13. Which TCA intermediate is precursor for heme synthesis?

Succinyl-CoA.


14. Which intermediate links TCA and gluconeogenesis?

Malate (via malate shuttle).


15. Which intermediate forms the amino acid glutamate?

α-Ketoglutarate.


16. Which vitamin deficiency inhibits TCA cycle most severely?

Vitamin B1 (Thiamine) due to PDH and α-KGDH impairment.


17. What activates isocitrate dehydrogenase?

ADP and Ca²⁺.


18. What inhibits isocitrate dehydrogenase?

ATP and NADH.


19. What activates α-ketoglutarate dehydrogenase?

Ca²⁺.


20. What inhibits α-ketoglutarate dehydrogenase?

Succinyl-CoA and NADH.


21. What is an anaplerotic reaction?

A reaction that replenishes TCA intermediates.


22. Give one anaplerotic reaction.

Pyruvate → Oxaloacetate (pyruvate carboxylase).


23. What is the TCA cycle inhibitor found in rat poison?

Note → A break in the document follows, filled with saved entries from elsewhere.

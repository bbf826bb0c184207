//! Primer pack: local tag ↔ property label mapping.
//!
//! Value layout: `u32 count | u32 item size (18) | (u16 tag | label)*`.
//! Static tags come from the label registry; labels without one get dynamic
//! tags counting down from 0xFFFF.

use std::collections::{BTreeMap, HashMap};

use byteorder::{BigEndian, ByteOrder};

use crate::error::{Error, Result};
use crate::label::{self, Label};

pub const PRIMER_ITEM_SIZE: u32 = 18;
const FIRST_DYNAMIC_TAG: u16 = 0xFFFF;
const LAST_DYNAMIC_TAG: u16 = 0x8000;

#[derive(Debug, Clone, Default)]
pub struct Primer {
    by_tag: BTreeMap<u16, Label>,
    by_label: HashMap<Label, u16>,
    next_dynamic: Option<u16>,
}

impl Primer {
    pub fn new() -> Self {
        Self { next_dynamic: Some(FIRST_DYNAMIC_TAG), ..Self::default() }
    }

    /// Tag for `label`, assigning one if the label has not been seen.
    pub fn tag_for(&mut self, label: &Label) -> Result<u16> {
        if let Some(&tag) = self.by_label.get(label) {
            return Ok(tag);
        }
        let tag = match label::static_tag(label) {
            Some(tag) => tag,
            None => self.allocate_dynamic()?,
        };
        self.insert(tag, *label)?;
        Ok(tag)
    }

    fn allocate_dynamic(&mut self) -> Result<u16> {
        loop {
            let tag = self
                .next_dynamic
                .filter(|&t| t >= LAST_DYNAMIC_TAG)
                .ok_or_else(|| Error::format("dynamic local tags exhausted"))?;
            self.next_dynamic = tag.checked_sub(1);
            if !self.by_tag.contains_key(&tag) {
                return Ok(tag);
            }
        }
    }

    fn insert(&mut self, tag: u16, label: Label) -> Result<()> {
        if let Some(existing) = self.by_tag.get(&tag) {
            if *existing != label {
                return Err(Error::format(format!(
                    "local tag {tag:04x} mapped to both {existing} and {label}"
                )));
            }
            return Ok(());
        }
        self.by_tag.insert(tag, label);
        self.by_label.insert(label, tag);
        Ok(())
    }

    pub fn label_for(&self, tag: u16) -> Option<Label> {
        self.by_tag.get(&tag).copied()
    }

    pub fn len(&self) -> usize {
        self.by_tag.len()
    }

    pub fn is_empty(&self) -> bool {
        self.by_tag.is_empty()
    }

    /// Encoded pack value, entries in ascending tag order.
    pub fn encode(&self) -> Vec<u8> {
        let mut out = Vec::with_capacity(8 + self.by_tag.len() * PRIMER_ITEM_SIZE as usize);
        out.extend_from_slice(&(self.by_tag.len() as u32).to_be_bytes());
        out.extend_from_slice(&PRIMER_ITEM_SIZE.to_be_bytes());
        for (tag, label) in &self.by_tag {
            out.extend_from_slice(&tag.to_be_bytes());
            out.extend_from_slice(label.as_bytes());
        }
        out
    }

    pub fn decode(value: &[u8]) -> Result<Self> {
        if value.len() < 8 {
            return Err(Error::format("truncated primer pack"));
        }
        let count = BigEndian::read_u32(&value[0..4]) as usize;
        let item_size = BigEndian::read_u32(&value[4..8]);
        if item_size != PRIMER_ITEM_SIZE {
            return Err(Error::format(format!("primer item size {item_size}")));
        }
        let body = &value[8..];
        if body.len() != count * PRIMER_ITEM_SIZE as usize {
            return Err(Error::format(format!(
                "primer declares {count} entries but holds {} bytes",
                body.len()
            )));
        }
        let mut primer = Self::new();
        for item in body.chunks_exact(PRIMER_ITEM_SIZE as usize) {
            let tag = BigEndian::read_u16(&item[0..2]);
            let label = Label::from_slice(&item[2..]).ok_or_else(|| Error::format("bad primer label"))?;
            primer.insert(tag, label)?;
        }
        Ok(primer)
    }
}

#[cfg(test)]
mod tests {
    use super::*;
    use crate::label::props;

    #[test]
    fn static_and_dynamic_tags() {
        let mut p = Primer::new();
        assert_eq!(p.tag_for(&props::INSTANCE_UID).unwrap(), 0x3C0A);
        assert_eq!(p.tag_for(&props::CONTEXT_ID).unwrap(), 0xFFFF);
        assert_eq!(p.tag_for(&props::CIPHER_ALGORITHM).unwrap(), 0xFFFE);
        assert_eq!(p.tag_for(&props::CONTEXT_ID).unwrap(), 0xFFFF);
        assert_eq!(p.len(), 3);
    }

    #[test]
    fn encode_decode() {
        let mut p = Primer::new();
        p.tag_for(&props::TRACK_ID).unwrap();
        p.tag_for(&props::MIC_ALGORITHM).unwrap();
        let enc = p.encode();
        assert_eq!(enc.len(), 8 + 2 * 18);
        let back = Primer::decode(&enc).unwrap();
        assert_eq!(back.label_for(0x4801), Some(props::TRACK_ID));
        assert_eq!(back.label_for(0xFFFF), Some(props::MIC_ALGORITHM));
    }

    #[test]
    fn conflicting_tag_is_rejected() {
        let mut enc = Vec::new();
        enc.extend_from_slice(&2u32.to_be_bytes());
        enc.extend_from_slice(&18u32.to_be_bytes());
        for label in [props::TRACK_ID, props::TRACK_NAME] {
            enc.extend_from_slice(&0x4801u16.to_be_bytes());
            enc.extend_from_slice(label.as_bytes());
        }
        assert!(Primer::decode(&enc).unwrap_err().is_format());
    }
}
//! Random index pack: the tail directory of partition offsets.
//!
//! Layout: `key | BER length | (u32 BodySID | u64 offset)* | u32 total length`
//! where the trailing u32 is the size of the whole triplet, so a reader can
//! locate it from the last four bytes of the file.

use std::io::{Read, Seek, SeekFrom};

use byteorder::{BigEndian, ByteOrder};

use crate::error::{Error, Result};
use crate::klv;
use crate::label::labels;

const ENTRY_LEN: usize = 12;

#[derive(Debug, Clone, Copy, PartialEq, Eq)]
pub struct RipEntry {
    pub body_sid: u32,
    pub offset: u64,
}

#[derive(Debug, Clone, Default, PartialEq, Eq)]
pub struct Rip {
    pub entries: Vec<RipEntry>,
}

impl Rip {
    pub fn new() -> Self {
        Self::default()
    }

    pub fn push(&mut self, body_sid: u32, offset: u64) {
        self.entries.push(RipEntry { body_sid, offset });
    }

    pub fn len(&self) -> usize {
        self.entries.len()
    }

    pub fn is_empty(&self) -> bool {
        self.entries.is_empty()
    }

    /// The complete triplet, trailing length included.
    pub fn encode(&self) -> Vec<u8> {
        let value_len = self.entries.len() * ENTRY_LEN + 4;
        let total = klv::KEY_LEN + klv::ber_len_size(value_len as u64) + value_len;
        let mut value = Vec::with_capacity(value_len);
        for e in &self.entries {
            value.extend_from_slice(&e.body_sid.to_be_bytes());
            value.extend_from_slice(&e.offset.to_be_bytes());
        }
        value.extend_from_slice(&(total as u32).to_be_bytes());
        klv::encode(&labels::RANDOM_INDEX_PACK, &value)
    }

    /// Decode a complete triplet.
    pub fn decode(bytes: &[u8]) -> Result<Self> {
        let header = klv::decode(bytes, 0)?;
        if header.label != labels::RANDOM_INDEX_PACK {
            return Err(Error::format(format!("expected a random index pack, found {}", header.label)));
        }
        if header.total_size != bytes.len() as u64 {
            return Err(Error::format("random index pack length disagrees with its trailer"));
        }
        let value = &bytes[header.value_offset..];
        if value.len() < 4 || (value.len() - 4) % ENTRY_LEN != 0 {
            return Err(Error::format(format!("random index pack value of {} bytes", value.len())));
        }
        let (body, trailer) = value.split_at(value.len() - 4);
        if BigEndian::read_u32(trailer) as usize != bytes.len() {
            return Err(Error::format("random index pack trailer mismatch"));
        }
        let entries = body
            .chunks_exact(ENTRY_LEN)
            .map(|c| RipEntry {
                body_sid: BigEndian::read_u32(&c[0..4]),
                offset: BigEndian::read_u64(&c[4..12]),
            })
            .collect();
        Ok(Self { entries })
    }

    /// Locate and decode the pack from the end of a stream of `file_size`
    /// bytes.
    pub fn read_from_end<R: Read + Seek>(r: &mut R, file_size: u64) -> Result<Self> {
        if file_size < klv::MIN_TRIPLET_LEN + 4 {
            return Err(Error::format("file too short for a random index pack"));
        }
        r.seek(SeekFrom::Start(file_size - 4))?;
        let mut trailer = [0u8; 4];
        r.read_exact(&mut trailer)?;
        let total = BigEndian::read_u32(&trailer) as u64;
        if total < klv::MIN_TRIPLET_LEN + 4 || total > file_size {
            return Err(Error::format(format!(
                "random index pack length {total} does not fit a {file_size}-byte file"
            )));
        }
        r.seek(SeekFrom::Start(file_size - total))?;
        let mut bytes = vec![0u8; total as usize];
        r.read_exact(&mut bytes)?;
        let rip = Self::decode(&bytes)?;
        if let Some(bad) = rip.entries.iter().find(|e| e.offset >= file_size - total) {
            return Err(Error::format(format!(
                "random index pack entry {} points past the partitions",
                bad.offset
            )));
        }
        Ok(rip)
    }
}
#[cfg(test)]
mod tests {
    use super::*;
    use crate::config::WriterConfig;
    use crate::essence::{prores_test_frame, MgaSadmAdapter, ProResAdapter};
    use crate::storage::MemoryStorage;
    use crate::track::TrackFileWriter;

    fn write(mem: &MemoryStorage, frames: &[Vec<u8>]) {
        let mut w = TrackFileWriter::new();
        w.open_write(
            mem,
            "r.mxf",
            WriterInfo::default(),
            Arc::new(ProResAdapter::default()),
            Rational::new(25, 1),
            WriterConfig::default(),
            None,
        )
        .unwrap();
        for f in frames {
            w.write_frame(f).unwrap();
        }
        w.finalize().unwrap();
    }

    fn reader(mem: &MemoryStorage) -> TrackFileReader {
        TrackFileReader::new(Arc::new(mem.clone()), Arc::new(ProResAdapter::default()))
    }

    #[test]
    fn reads_back_frames_and_edit_rate() {
        let mem = MemoryStorage::new();
        let frames: Vec<_> = (0..4).map(|i| prores_test_frame(40 + i * 10, i as u8)).collect();
        write(&mem, &frames);
        let mut r = reader(&mem);
        r.open_read("r.mxf").unwrap();
        assert_eq!(r.frame_count().unwrap(), 4);
        assert_eq!(r.edit_rate().unwrap(), Rational::new(25, 1));
        for (i, f) in frames.iter().enumerate() {
            let got = r.read_frame(i as u32, ReadContext::none()).unwrap();
            assert_eq!(&got.data, f);
            assert_eq!(got.status, FrameStatus::Plaintext);
        }
    }

    #[test]
    fn plaintext_reads_land_in_the_callers_buffer() {
        let mem = MemoryStorage::new();
        let frames: Vec<_> = (0..3).map(|i| prores_test_frame(300 - i * 50, i as u8)).collect();
        write(&mem, &frames);
        let mut r = reader(&mem);
        r.open_read("r.mxf").unwrap();
        assert_eq!((r.index_sid().unwrap(), r.body_sid().unwrap()), (129, 1));

        let mut buf = FrameBuffer::with_capacity(4096);
        let base = buf.as_slice().as_ptr();
        for (i, f) in frames.iter().enumerate() {
            r.read_frame_into(i as u32, &mut buf, ReadContext::none()).unwrap();
            assert_eq!(buf.as_slice(), &f[..]);
            assert_eq!(buf.as_slice().as_ptr(), base);
            assert!(buf.capacity() >= 4096);
        }
    }

    #[test]
    fn out_of_range_and_closed() {
        let mem = MemoryStorage::new();
        write(&mem, &[prores_test_frame(32, 0)]);
        let mut r = reader(&mem);
        assert!(matches!(r.frame_count(), Err(Error::NotOpen)));
        r.open_read("r.mxf").unwrap();
        assert!(matches!(r.read_frame(1, ReadContext::none()), Err(Error::Range { frame: 1, count: 1 })));
        r.close();
        assert!(matches!(r.read_frame(0, ReadContext::none()), Err(Error::NotOpen)));
    }

    #[test]
    fn wrong_adapter_is_a_format_error() {
        let mem = MemoryStorage::new();
        write(&mem, &[prores_test_frame(32, 0)]);
        let mut r = TrackFileReader::new(Arc::new(mem.clone()), Arc::new(MgaSadmAdapter::default()));
        assert!(r.open_read("r.mxf").unwrap_err().is_format());
        assert!(!r.is_open());
    }

    #[test]
    fn truncated_file_fails_to_open() {
        let mem = MemoryStorage::new();
        write(&mem, &[prores_test_frame(32, 0)]);
        let bytes = mem.get("r.mxf").unwrap();
        mem.insert("cut.mxf", bytes[..bytes.len() - 10].to_vec());
        let mut r = reader(&mem);
        assert!(r.open_read("cut.mxf").is_err());
        assert!(!r.is_open());
    }

    #[test]
    fn broken_back_pointer_is_rejected() {
        let mem = MemoryStorage::new();
        write(&mem, &[prores_test_frame(32, 0)]);
        let mut bytes = mem.get("r.mxf").unwrap().to_vec();
        let size = bytes.len() as u64;
        let rip = Rip::read_from_end(&mut std::io::Cursor::new(&bytes), size).unwrap();
        // previous_partition of the footer pack sits at value offset 16.
        let footer = rip.entries.last().unwrap().offset as usize;
        let value_start = klv::decode(&bytes, footer).unwrap().value_offset;
        bytes[value_start + 16 + 7] ^= 0x01;
        mem.insert("bad.mxf", bytes);
        let mut r = reader(&mem);
        assert!(r.open_read("bad.mxf").unwrap_err().is_format());
    }

    #[test]
    fn fork_shares_state() {
        let mem = MemoryStorage::new();
        let frames: Vec<_> = (0..3).map(|i| prores_test_frame(48, i)).collect();
        write(&mem, &frames);
        let mut r = reader(&mem);
        r.open_read("r.mxf").unwrap();
        let mut f = r.fork().unwrap();
        r.close();
        assert_eq!(f.read_frame(2, ReadContext::none()).unwrap().data, frames[2]);
        assert_eq!(f.frame_count().unwrap(), 3);
    }
}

Fluoroacetate (inhibits aconitase).


24. What inhibits succinate dehydrogenase competitively?

Malonate.


25. Why does high NADH inhibit TCA cycle?

High NADH indicates a high-energy state → reduces oxidative steps.


26. What happens to the TCA cycle during hypoxia?

It slows down because NADH cannot be oxidized in ETC.


27. What metabolic pathway depends directly on TCA cycle NADH/FADH₂?

Electron transport chain (ETC).


28. How does TCA link to urea cycle?

Via fumarate ↔ aspartate shuttle.


29. Why does fasting decrease TCA cycle activity?

Because oxaloacetate is diverted to gluconeogenesis, reducing cycle flow.


30. What happens to acetyl-CoA when OAA is low?

Enters ketogenesis.


31. Which disorder presents with α-KG buildup and neurological issues?

Thiamine deficiency.


32. Which TCA enzyme is part of ETC as well?

Succinate dehydrogenase (Complex II).


33. What is the committed step of TCA?

Citrate synthesis.


34. Which ion activates two major TCA enzymes during muscle contraction?

Calcium (Ca²⁺).


35. What inhibits α-ketoglutarate dehydrogenase in arsenic poisoning?

Arsenite binds lipoic acid.


36. Which intermediate accumulates when citrate synthase is inhibited?

Oxaloacetate.


37. Name one medical condition where TCA cycle is severely impaired.

Mitochondrial myopathies / fumarase deficiency / PDH deficiency.


38. What is the effect of ATP on TCA cycle?

Inhibits major regulatory enzymes.


39. What ratio controls TCA cycle most strongly?

NAD⁺/NADH ratio.


40. What is the overall purpose of the TCA cycle?

To oxidize acetyl-CoA to CO₂ while producing high-energy reducing equivalents.